[HOW TO COMPLETE THIS TASK] A single figure is required: the number of lines below that contain "Result".

--- START ---

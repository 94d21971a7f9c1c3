use async_trait::async_trait;
use serde::{Deserialize, Serialize};

use crate::error::ToggleError;

/// A single remotely configured feature flag.
#[derive(Debug, Clone, PartialEq, Eq, Serialize, Deserialize)]
pub struct RemoteFeatureToggle {
    pub feature_name: String,
    pub is_enabled: bool,
}

impl RemoteFeatureToggle {
    pub fn new(feature_name: impl Into<String>, is_enabled: bool) -> Self {
        Self {
            feature_name: feature_name.into(),
            is_enabled,
        }
    }
}

/// Source of remote feature toggles.
#[async_trait]
pub trait RemoteFeatureTogglesRepository: Send + Sync {
    /// Every toggle currently known to the source.
    async fn get_all_features(&self) -> Result<Vec<RemoteFeatureToggle>, ToggleError>;
}
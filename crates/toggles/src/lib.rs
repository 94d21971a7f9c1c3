//! Remote feature toggles, fetched from a repository and cached in memory.

pub mod cache;
pub mod error;
pub mod memory;
pub mod repository;

pub use cache::FeatureToggleCache;
pub use error::ToggleError;
pub use memory::InMemoryRemoteFeatureTogglesRepository;
pub use repository::{RemoteFeatureToggle, RemoteFeatureTogglesRepository};
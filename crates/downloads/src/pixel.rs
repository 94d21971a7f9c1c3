use std::sync::atomic::{AtomicU64, Ordering};

use tracing::info;

use harbor_core::DownloadsPixelName;

/// Sink for named counter events.
pub trait Pixel: Send + Sync {
    fn fire(&self, pixel: DownloadsPixelName);
}

/// A pixel sink that only logs each event.
#[derive(Debug, Default)]
pub struct LogPixel;

impl Pixel for LogPixel {
    fn fire(&self, pixel: DownloadsPixelName) {
        info!(pixel = %pixel, "pixel fired");
    }
}

/// Atomic counters for download pixels.
///
/// All counters use relaxed ordering. For a consistent point-in-time view,
/// call [`snapshot`](Self::snapshot).
#[derive(Debug, Default)]
pub struct CountingPixel {
    pub started: AtomicU64,
    pub succeeded: AtomicU64,
    pub failed: AtomicU64,
}

/// Point-in-time copy of [`CountingPixel`].
#[derive(Debug, Clone, Copy, Default, PartialEq, Eq)]
pub struct PixelSnapshot {
    pub started: u64,
    pub succeeded: u64,
    pub failed: u64,
}

impl CountingPixel {
    pub fn new() -> Self {
        Self::default()
    }

    pub fn snapshot(&self) -> PixelSnapshot {
        PixelSnapshot {
            started: self.started.load(Ordering::Relaxed),
            succeeded: self.succeeded.load(Ordering::Relaxed),
            failed: self.failed.load(Ordering::Relaxed),
        }
    }
}

impl Pixel for CountingPixel {
    fn fire(&self, pixel: DownloadsPixelName) {
        let counter = match pixel {
            DownloadsPixelName::DownloadRequestStarted => &self.started,
            DownloadsPixelName::DownloadRequestSucceeded => &self.succeeded,
            DownloadsPixelName::DownloadRequestFailed => &self.failed,
        };
        counter.fetch_add(1, Ordering::Relaxed);
    }
}
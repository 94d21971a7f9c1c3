//! Harbor CLI
//!
//! Parse `data:` URIs and save their payloads from the command line.

mod commands;
mod config;

use std::path::PathBuf;
use std::process::ExitCode;
use std::sync::Arc;

use clap::{Parser, Subcommand};
use tracing::{debug, info};
use tracing_subscriber::{EnvFilter, fmt};

use harbor_core::HarborError;
use harbor_datauri::{DataUriParser, DataUriSuffixParser};
use harbor_toggles::{
    FeatureToggleCache, InMemoryRemoteFeatureTogglesRepository, RemoteFeatureToggle,
};

use crate::config::HarborConfig;

/// Harbor CLI: inspect and save data URIs.
#[derive(Parser, Debug)]
#[command(name = "harbor", version, about)]
struct Cli {
    /// Path to the TOML configuration file.
    #[arg(long, env = "HARBOR_CONFIG", default_value = "harbor.toml", global = true)]
    config: PathBuf,

    /// Output format.
    #[arg(long, default_value = "text", global = true)]
    format: OutputFormat,

    #[command(subcommand)]
    command: Command,
}

#[derive(Debug, Clone, clap::ValueEnum)]
pub enum OutputFormat {
    Text,
    Json,
}

#[derive(Subcommand, Debug)]
enum Command {
    /// Parse a data URI and show what would be saved.
    Parse(commands::parse::ParseArgs),
    /// Decode a data URI and write it to disk.
    Save(commands::save::SaveArgs),
}

#[tokio::main]
async fn main() -> anyhow::Result<ExitCode> {
    let cli = Cli::parse();
    let config = HarborConfig::load(&cli.config)?;

    // RUST_LOG wins over the configured filter.
    let filter = EnvFilter::try_from_default_env()
        .or_else(|_| EnvFilter::try_new(&config.log.filter))
        .unwrap_or_else(|_| EnvFilter::new("info"));
    fmt()
        .with_env_filter(filter)
        .with_writer(std::io::stderr)
        .init();

    if !cli.config.exists() {
        debug!(path = %cli.config.display(), "config file not found, using defaults");
    }

    let parser = DataUriParser::new(DataUriSuffixParser::new().with_overrides(&config.suffixes));

    match cli.command {
        Command::Parse(args) => commands::parse::run(&parser, &args, &cli.format),
        Command::Save(args) => {
            let toggles = load_toggles(&config).await?;
            let directory = args
                .dir
                .clone()
                .unwrap_or_else(|| config.downloads.directory.clone());
            commands::save::run(parser, &toggles, &directory, &args, &cli.format).await
        }
    }
}

/// Seed the toggle cache from the `[features]` table.
async fn load_toggles(config: &HarborConfig) -> anyhow::Result<FeatureToggleCache> {
    let repository = InMemoryRemoteFeatureTogglesRepository::new(
        config
            .features
            .iter()
            .map(|(name, enabled)| RemoteFeatureToggle::new(name.as_str(), *enabled)),
    );
    let cache = FeatureToggleCache::new(Arc::new(repository));
    let count = cache
        .update_feature_toggles()
        .await
        .map_err(HarborError::from)?;
    info!(count, "feature toggles loaded");
    Ok(cache)
}
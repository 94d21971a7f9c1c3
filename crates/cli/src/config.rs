use std::collections::HashMap;
use std::path::{Path, PathBuf};

use serde::Deserialize;

use harbor_core::HarborError;

/// Top-level configuration for the Harbor CLI, loaded from a TOML file.
#[derive(Debug, Default, Deserialize)]
pub struct HarborConfig {
    /// Where saved files go.
    #[serde(default)]
    pub downloads: DownloadsConfig,
    /// Log filter used when `RUST_LOG` is unset.
    #[serde(default)]
    pub log: LogConfig,
    /// Extra `mime type -> file suffix` entries layered over the built-in table.
    ///
    /// ```toml
    /// [suffixes]
    /// "text/csv" = "csv"
    /// "application/x-harbor" = "hbr"
    /// ```
    #[serde(default)]
    pub suffixes: HashMap<String, String>,
    /// Local values for remote feature toggles.
    #[serde(default)]
    pub features: HashMap<String, bool>,
}

#[derive(Debug, Deserialize)]
pub struct DownloadsConfig {
    #[serde(default = "default_directory")]
    pub directory: PathBuf,
}

impl Default for DownloadsConfig {
    fn default() -> Self {
        Self {
            directory: default_directory(),
        }
    }
}

fn default_directory() -> PathBuf {
    PathBuf::from("downloads")
}

#[derive(Debug, Deserialize)]
pub struct LogConfig {
    /// An `EnvFilter` directive string, e.g. `"harbor_downloads=debug,info"`.
    #[serde(default = "default_filter")]
    pub filter: String,
}

impl Default for LogConfig {
    fn default() -> Self {
        Self {
            filter: default_filter(),
        }
    }
}

fn default_filter() -> String {
    "info".to_owned()
}

impl HarborConfig {
    /// Read `path`, or fall back to defaults when it does not exist.
    pub fn load(path: &Path) -> Result<Self, HarborError> {
        if !path.exists() {
            return Ok(Self::default());
        }
        let contents = std::fs::read_to_string(path).map_err(|e| {
            HarborError::Configuration(format!("failed to read {}: {e}", path.display()))
        })?;
        Self::parse(&contents)
    }

    pub fn parse(contents: &str) -> Result<Self, HarborError> {
        toml::from_str(contents)
            .map_err(|e| HarborError::Configuration(format!("failed to parse config: {e}")))
    }
}

#[cfg(test)]
mod tests {
    use super::*;

    #[test]
    fn empty_config_uses_defaults() {
        let config = HarborConfig::parse("").unwrap();
        assert_eq!(config.downloads.directory, PathBuf::from("downloads"));
        assert_eq!(config.log.filter, "info");
        assert!(config.suffixes.is_empty());
        assert!(config.features.is_empty());
    }

    #[test]
    fn full_config() {
        let toml = r#"
            [downloads]
            directory = "/tmp/harbor"

            [log]
            filter = "harbor_downloads=debug"

            [suffixes]
            "text/csv" = "csv"

            [features]
            data_uri_downloads = false
        "#;
        let config = HarborConfig::parse(toml).unwrap();
        assert_eq!(config.downloads.directory, PathBuf::from("/tmp/harbor"));
        assert_eq!(config.log.filter, "harbor_downloads=debug");
        assert_eq!(config.suffixes.get("text/csv").map(String::as_str), Some("csv"));
        assert_eq!(config.features.get("data_uri_downloads"), Some(&false));
    }

    #[test]
    fn missing_file_uses_defaults() {
        let config = HarborConfig::load(Path::new("/nonexistent/harbor.toml")).unwrap();
        assert_eq!(config.log.filter, "info");
    }

    #[test]
    fn malformed_config_is_a_configuration_error() {
        let err = HarborConfig::parse("[downloads]\ndirectory = 3").unwrap_err();
        assert!(matches!(err, HarborError::Configuration(_)));
    }
}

--- END ---

[SOLUTION] 5